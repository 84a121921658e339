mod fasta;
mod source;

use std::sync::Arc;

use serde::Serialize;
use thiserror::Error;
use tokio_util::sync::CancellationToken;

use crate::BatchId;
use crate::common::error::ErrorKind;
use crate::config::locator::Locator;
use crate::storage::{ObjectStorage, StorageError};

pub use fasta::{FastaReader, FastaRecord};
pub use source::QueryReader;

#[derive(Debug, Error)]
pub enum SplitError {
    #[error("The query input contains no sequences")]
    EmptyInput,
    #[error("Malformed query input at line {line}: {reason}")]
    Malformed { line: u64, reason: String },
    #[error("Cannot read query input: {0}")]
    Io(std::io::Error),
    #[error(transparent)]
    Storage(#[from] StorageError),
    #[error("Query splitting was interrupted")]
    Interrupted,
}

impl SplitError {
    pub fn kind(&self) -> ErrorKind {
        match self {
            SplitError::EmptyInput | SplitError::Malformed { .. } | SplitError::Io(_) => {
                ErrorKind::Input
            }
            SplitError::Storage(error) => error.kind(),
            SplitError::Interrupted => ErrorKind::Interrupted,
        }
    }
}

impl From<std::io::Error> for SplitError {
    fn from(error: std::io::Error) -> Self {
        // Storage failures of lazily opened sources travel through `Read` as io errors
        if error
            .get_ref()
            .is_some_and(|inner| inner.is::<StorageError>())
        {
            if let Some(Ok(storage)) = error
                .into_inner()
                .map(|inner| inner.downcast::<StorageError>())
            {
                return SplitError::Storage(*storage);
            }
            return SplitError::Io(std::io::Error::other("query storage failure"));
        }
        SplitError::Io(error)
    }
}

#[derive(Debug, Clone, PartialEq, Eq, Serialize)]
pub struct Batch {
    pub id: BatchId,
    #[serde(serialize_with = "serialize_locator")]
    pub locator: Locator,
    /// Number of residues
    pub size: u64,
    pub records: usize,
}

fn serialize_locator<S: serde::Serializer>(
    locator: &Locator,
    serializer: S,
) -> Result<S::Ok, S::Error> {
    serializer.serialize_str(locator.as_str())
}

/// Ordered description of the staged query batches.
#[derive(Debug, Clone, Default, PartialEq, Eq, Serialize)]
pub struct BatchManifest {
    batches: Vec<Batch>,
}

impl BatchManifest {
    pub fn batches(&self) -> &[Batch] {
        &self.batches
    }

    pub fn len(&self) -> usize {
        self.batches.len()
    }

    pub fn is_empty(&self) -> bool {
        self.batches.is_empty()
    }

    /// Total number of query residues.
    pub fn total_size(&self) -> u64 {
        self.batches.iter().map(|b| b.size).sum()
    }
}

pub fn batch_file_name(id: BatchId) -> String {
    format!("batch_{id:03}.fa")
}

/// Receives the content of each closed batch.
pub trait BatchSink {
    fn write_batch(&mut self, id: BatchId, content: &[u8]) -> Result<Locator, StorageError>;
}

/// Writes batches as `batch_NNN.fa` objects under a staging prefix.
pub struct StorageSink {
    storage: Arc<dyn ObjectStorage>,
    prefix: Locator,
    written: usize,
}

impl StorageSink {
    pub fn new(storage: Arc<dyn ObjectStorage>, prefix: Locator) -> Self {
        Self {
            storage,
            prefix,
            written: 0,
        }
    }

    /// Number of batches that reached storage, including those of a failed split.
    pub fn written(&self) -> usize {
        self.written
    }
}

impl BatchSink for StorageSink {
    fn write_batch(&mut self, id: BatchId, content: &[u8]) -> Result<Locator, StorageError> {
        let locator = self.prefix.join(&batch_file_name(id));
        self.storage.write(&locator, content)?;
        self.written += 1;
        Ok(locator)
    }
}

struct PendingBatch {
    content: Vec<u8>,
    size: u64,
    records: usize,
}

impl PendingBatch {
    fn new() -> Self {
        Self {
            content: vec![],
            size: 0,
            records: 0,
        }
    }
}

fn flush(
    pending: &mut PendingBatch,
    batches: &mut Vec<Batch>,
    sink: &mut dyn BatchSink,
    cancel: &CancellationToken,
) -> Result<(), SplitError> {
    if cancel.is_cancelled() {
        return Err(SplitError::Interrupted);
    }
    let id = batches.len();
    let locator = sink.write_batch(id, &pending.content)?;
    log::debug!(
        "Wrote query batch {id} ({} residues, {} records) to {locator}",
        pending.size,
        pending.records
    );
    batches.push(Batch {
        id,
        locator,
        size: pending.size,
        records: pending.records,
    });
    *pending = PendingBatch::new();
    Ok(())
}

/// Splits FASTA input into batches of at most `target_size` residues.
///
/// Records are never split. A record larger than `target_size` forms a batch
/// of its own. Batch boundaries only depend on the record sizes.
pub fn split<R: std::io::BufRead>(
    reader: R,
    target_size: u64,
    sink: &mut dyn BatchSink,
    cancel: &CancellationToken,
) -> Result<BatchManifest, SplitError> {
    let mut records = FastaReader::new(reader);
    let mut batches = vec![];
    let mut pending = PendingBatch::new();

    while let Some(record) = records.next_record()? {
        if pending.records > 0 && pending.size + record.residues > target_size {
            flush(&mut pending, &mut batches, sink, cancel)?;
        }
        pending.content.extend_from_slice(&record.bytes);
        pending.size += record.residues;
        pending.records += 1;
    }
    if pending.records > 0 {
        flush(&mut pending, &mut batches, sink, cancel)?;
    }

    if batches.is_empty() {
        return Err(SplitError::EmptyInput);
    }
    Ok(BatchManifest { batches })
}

::::::

Aim of the exercise >> Show every line in the entries where the string "Result" occurs.

Exercise response >>
) -> Result<S::Ok, S::Error> {
    fn write_batch(&mut self, id: BatchId, content: &[u8]) -> Result<Locator, StorageError>;
    fn write_batch(&mut self, id: BatchId, content: &[u8]) -> Result<Locator, StorageError> {
) -> Result<(), SplitError> {
) -> Result<BatchManifest, SplitError> {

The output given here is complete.